Beschluss vom Verwaltungsgericht Düsseldorf - 3 L 2406/02

Tenor

Die aufschiebende Wirkung des Widerspruchs der Antragsteller gegen die Genehmigung vom 15. März 2002 in Gestalt der Verfügung vom 17. Juni 2002 wird teilweise wiederhergestellt.
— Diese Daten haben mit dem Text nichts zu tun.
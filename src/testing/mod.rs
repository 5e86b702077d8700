//! Testing utilities
//!
//! An in-memory broker that lets the whole client run in tests without a
//! real MQTT server.

pub mod mocks;

pub use mocks::*;
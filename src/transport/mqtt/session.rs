//! rumqttc-backed broker sessions (impure I/O)

use super::acks::{AckReceiver, AckTracker, QueuedRequest};
use super::connection::configure_mqtt_options;
use super::message_handler::{EventRoute, MessageHandler};
use crate::error::sanitize_error_message;
use crate::transport::{
    BrokerSession, BrokerTransport, InboundSink, OutboundMessage, SessionContext, SessionOptions,
    TransportError,
};
use rumqttc::v5::mqttbytes::QoS;
use rumqttc::v5::{AsyncClient, ConnectionError, EventLoop};
use std::sync::atomic::{AtomicBool, Ordering};
use std::sync::{Arc, Mutex, PoisonError};
use std::time::Duration;
use tokio::sync::oneshot;
use tokio::task::JoinHandle;
use tracing::{debug, error, info, trace, warn};

/// Capacity of rumqttc's request channel
const REQUEST_CAPACITY: usize = 64;
/// How long `close` waits for the event loop to flush the Disconnect
const CLOSE_GRACE: Duration = Duration::from_secs(2);

/// Opens MQTT v5 sessions with rumqttc
#[derive(Debug, Clone)]
pub struct RumqttcTransport {
    request_capacity: usize,
}

impl RumqttcTransport {
    pub fn new() -> Self {
        Self {
            request_capacity: REQUEST_CAPACITY,
        }
    }
}

impl Default for RumqttcTransport {
    fn default() -> Self {
        Self::new()
    }
}

#[async_trait::async_trait]
impl BrokerTransport for RumqttcTransport {
    async fn open(
        &self,
        options: SessionOptions,
        context: SessionContext,
    ) -> Result<Box<dyn BrokerSession>, TransportError> {
        info!(
            host = %options.host,
            port = options.port,
            client_id = %options.client_id,
            "Connecting to MQTT broker"
        );

        let mqtt_options = configure_mqtt_options(&options);
        let (client, mut eventloop) = AsyncClient::new(mqtt_options, self.request_capacity);

        let session_present = await_connack(&mut eventloop).await?;
        info!(session_present, "MQTT broker accepted session");

        let tracker = Arc::new(Mutex::new(AckTracker::new()));
        let closing = Arc::new(AtomicBool::new(false));
        let task = tokio::spawn(drive_event_loop(
            eventloop,
            tracker.clone(),
            context,
            closing.clone(),
        ));

        Ok(Box::new(RumqttcSession {
            client,
            tracker,
            writer: tokio::sync::Mutex::new(()),
            closing,
            session_present,
            task: Mutex::new(Some(task)),
        }))
    }
}

/// Poll until the broker answers the Connect
async fn await_connack(eventloop: &mut EventLoop) -> Result<bool, TransportError> {
    loop {
        let event = eventloop.poll().await.map_err(classify_connection_error)?;
        match MessageHandler::route_mqtt_event(&event) {
            EventRoute::ConnectionAcknowledged {
                session_present,
                result,
            } => return result.map(|()| session_present).map_err(TransportError::Refused),
            other => trace!(route = ?other, "Event before ConnAck"),
        }
    }
}

fn classify_connection_error(error: ConnectionError) -> TransportError {
    match error {
        ConnectionError::ConnectionRefused(code) => TransportError::Refused(format!("{code:?}")),
        other => TransportError::Io(sanitize_error_message(&other.to_string())),
    }
}

async fn drive_event_loop(
    mut eventloop: EventLoop,
    tracker: Arc<Mutex<AckTracker>>,
    context: SessionContext,
    closing: Arc<AtomicBool>,
) {
    let SessionContext { inbound, lost } = context;

    let reason = loop {
        match eventloop.poll().await {
            Ok(event) => {
                let route = MessageHandler::route_mqtt_event(&event);
                if let Some(reason) = apply_route(route, &tracker, &inbound) {
                    break reason;
                }
            }
            Err(e) => break sanitize_error_message(&e.to_string()),
        }
    };

    tracker
        .lock()
        .unwrap_or_else(PoisonError::into_inner)
        .fail_all();

    if closing.load(Ordering::Acquire) {
        debug!("MQTT event loop finished after local close");
    } else {
        report_lost(lost, reason);
    }
}

/// Act on one routed event; `Some(reason)` ends the session
fn apply_route(
    route: EventRoute,
    tracker: &Mutex<AckTracker>,
    inbound: &InboundSink,
) -> Option<String> {
    let mut tracker = tracker.lock().unwrap_or_else(PoisonError::into_inner);
    match route {
        EventRoute::MessageReceived(message) => {
            trace!(topic = %message.topic, "Inbound publish");
            if !inbound.deliver(message) {
                warn!("Dispatcher queue closed, inbound message discarded");
            }
        }
        EventRoute::SubscribeSent(pkid) => tracker.subscribe_sent(pkid),
        EventRoute::PublishSent(pkid) => tracker.publish_sent(pkid),
        EventRoute::SubscriptionAcknowledged { pkid, result } => {
            tracker.subscription_acknowledged(pkid, result)
        }
        EventRoute::PublishAcknowledged { pkid, result } => {
            tracker.publish_acknowledged(pkid, result)
        }
        EventRoute::Disconnected(reason) => return Some(format!("broker disconnected: {reason}")),
        EventRoute::ClosedLocally => return Some("closed locally".to_string()),
        EventRoute::ConnectionAcknowledged { .. } => {
            warn!("Unexpected ConnAck on established session")
        }
        EventRoute::Infrastructure(event) => trace!(event = %event, "MQTT infrastructure event"),
    }
    None
}

fn report_lost(lost: oneshot::Sender<String>, reason: String) {
    error!(reason = %reason, "MQTT session lost");
    if lost.send(reason).is_err() {
        debug!("Nobody listening for session loss");
    }
}

/// An established rumqttc session
pub struct RumqttcSession {
    client: AsyncClient,
    tracker: Arc<Mutex<AckTracker>>,
    /// Held while queuing a waiter and handing the request to the client,
    /// so waiter order matches request order
    writer: tokio::sync::Mutex<()>,
    closing: Arc<AtomicBool>,
    session_present: bool,
    task: Mutex<Option<JoinHandle<()>>>,
}

async fn await_ack(rx: AckReceiver) -> Result<(), TransportError> {
    rx.await.unwrap_or(Err(TransportError::Closed))
}

#[async_trait::async_trait]
impl BrokerSession for RumqttcSession {
    async fn subscribe(&self, topic: &str, qos: QoS) -> Result<(), TransportError> {
        let rx = {
            let _writer = self.writer.lock().await;
            let (request, rx) = QueuedRequest::subscribe(&self.tracker, topic, qos);
            self.client
                .subscribe(topic, qos)
                .await
                .map_err(|e| TransportError::Io(e.to_string()))?;
            request.handed_over();
            rx
        };
        await_ack(rx).await
    }

    async fn publish(&self, message: OutboundMessage) -> Result<(), TransportError> {
        let rx = {
            let _writer = self.writer.lock().await;
            let (request, rx) = QueuedRequest::publish(&self.tracker, &message.topic, message.qos);
            self.client
                .publish(message.topic.clone(), message.qos, false, message.payload)
                .await
                .map_err(|e| TransportError::Io(e.to_string()))?;
            request.handed_over();
            rx
        };
        await_ack(rx).await
    }

    async fn close(&self) -> Result<(), TransportError> {
        self.closing.store(true, Ordering::Release);
        let disconnect = self.client.disconnect().await;

        let task = self
            .task
            .lock()
            .unwrap_or_else(PoisonError::into_inner)
            .take();
        if let Some(mut task) = task {
            if tokio::time::timeout(CLOSE_GRACE, &mut task).await.is_err() {
                warn!("MQTT event loop did not stop in time, aborting it");
                task.abort();
            }
        }

        disconnect.map_err(|e| TransportError::Io(e.to_string()))
    }

    fn session_present(&self) -> bool {
        self.session_present
    }
}

impl Drop for RumqttcSession {
    fn drop(&mut self) {
        if let Some(task) = self
            .task
            .get_mut()
            .unwrap_or_else(PoisonError::into_inner)
            .take()
        {
            task.abort();
        }
    }
}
Vorläufig wird Auflage 1. wie folgt ergänzt: Ab 22.00 Uhr ist sicherzustellen, dass alle vom Fest des Beigeladenen ausgehenden Geräusche an den vom Lärm am stärksten betroffenen Fenstern der von den Antragstellern bewohnten Wohnungen den Richtwert von 55 dB (A), einzelne kurzzeitige Geräuschspitzen den Wert von 65 dB (A), jeweils beurteilt gemäß Runderlass des Ministeriums für Umwelt, Raumordnung und Landwirtschaft vom 11. Oktober 1997 (MBl. NW S. 1352), nicht überschreiten.

Der Antragsgegner trägt die Kosten des Verfahrens mit Ausnahme der außergerichtlichen Kosten des Beigeladenen, die dieser selbst trägt.

Der Streitwert wird auf 15.000,00 Euro festgesetzt.